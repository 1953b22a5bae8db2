//! Static per-system configuration
//!
//! Deserialized by an external descriptor-list parser; the catalog only
//! validates and consumes the structured form.

use serde::{Deserialize, Serialize};
use std::collections::HashSet;
use std::path::{Path, PathBuf};

#[derive(Debug, Clone, Copy, Default, PartialEq, Eq, Serialize, Deserialize)]
#[serde(rename_all = "lowercase")]
pub enum DeviceRequirement {
    #[default]
    No,
    Optional,
    Mandatory,
}

#[derive(Debug, Clone, Copy, Default, Serialize, Deserialize)]
pub struct DeviceRequirements {
    #[serde(default)]
    pub pad: DeviceRequirement,

    #[serde(default)]
    pub keyboard: DeviceRequirement,

    #[serde(default)]
    pub mouse: DeviceRequirement,
}

#[derive(Debug, Clone, Serialize, Deserialize)]
pub struct CoreDescriptor {
    pub name: String,

    /// Lower value wins when picking a default.
    #[serde(default)]
    pub priority: u32,
}

#[derive(Debug, Clone, Serialize, Deserialize)]
pub struct EmulatorDescriptor {
    pub name: String,

    #[serde(default)]
    pub cores: Vec<CoreDescriptor>,
}

/// Immutable static configuration for one system.
#[derive(Debug, Clone, Serialize, Deserialize)]
pub struct SystemDescriptor {
    pub guid: String,

    /// Short name ("nes"), also the rom folder name by convention.
    pub name: String,

    /// Display name ("Nintendo Entertainment System").
    pub full_name: String,

    /// Rom directory template; `%ROOT%` is substituted with each physical
    /// root base.
    pub rom_path: String,

    /// Space-separated extension list. Entries of the form `files:NAME`
    /// match one exact file name instead of an extension.
    #[serde(default)]
    pub extensions: String,

    #[serde(default)]
    pub theme_folder: String,

    #[serde(default)]
    pub command: String,

    #[serde(default)]
    pub icon: String,

    #[serde(default)]
    pub scraper_id: u32,

    #[serde(default)]
    pub release_date: String,

    #[serde(default)]
    pub manufacturer: String,

    #[serde(default)]
    pub devices: DeviceRequirements,

    #[serde(default)]
    pub emulators: Vec<EmulatorDescriptor>,

    /// File names never added as games.
    #[serde(default)]
    pub ignored_files: Vec<String>,
}

impl SystemDescriptor {
    /// Reject descriptors the loader must skip (spec: skipped and logged,
    /// never fatal).
    pub fn validate(&self) -> Result<(), String> {
        if self.guid.is_empty() {
            return Err("empty guid".to_string());
        }
        if self.name.is_empty() || self.full_name.is_empty() {
            return Err("empty name".to_string());
        }
        if self.rom_path.is_empty() {
            return Err("empty rom path".to_string());
        }
        Ok(())
    }

    /// Substitute `%ROOT%` and normalize to an absolute directory under
    /// `base`.
    pub fn rom_dir_for(&self, base: &Path) -> PathBuf {
        if self.rom_path.contains("%ROOT%") {
            let replaced = self
                .rom_path
                .replace("%ROOT%", &base.to_string_lossy());
            PathBuf::from(replaced)
        } else {
            base.join(self.rom_path.trim_start_matches('/'))
        }
    }

    /// Split the extension list into lower-cased extensions (without the
    /// leading dot) and exact `files:` names.
    pub fn extension_sets(&self) -> (HashSet<String>, HashSet<String>) {
        parse_extension_list(&self.extensions)
    }

    /// Default emulator/core pair: first emulator, lowest-priority-value
    /// core.
    pub fn default_emulator(&self) -> Option<(&str, Option<&str>)> {
        let emulator = self.emulators.first()?;
        let core = emulator
            .cores
            .iter()
            .min_by_key(|c| c.priority)
            .map(|c| c.name.as_str());
        Some((emulator.name.as_str(), core))
    }
}

/// Parse a space-separated extension list, also used by per-folder
/// overrides.
pub(crate) fn parse_extension_list(list: &str) -> (HashSet<String>, HashSet<String>) {
    let mut extensions = HashSet::new();
    let mut exact_files = HashSet::new();
    for token in list.split_whitespace() {
        if let Some(name) = token.strip_prefix("files:") {
            exact_files.insert(name.to_lowercase());
        } else {
            extensions.insert(token.trim_start_matches('.').to_lowercase());
        }
    }
    (extensions, exact_files)
}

ASSIGNMENT: Find the lines above holding the word "never" and show them.

ANSWER BOX:
    /// File names never added as games.
    /// never fatal).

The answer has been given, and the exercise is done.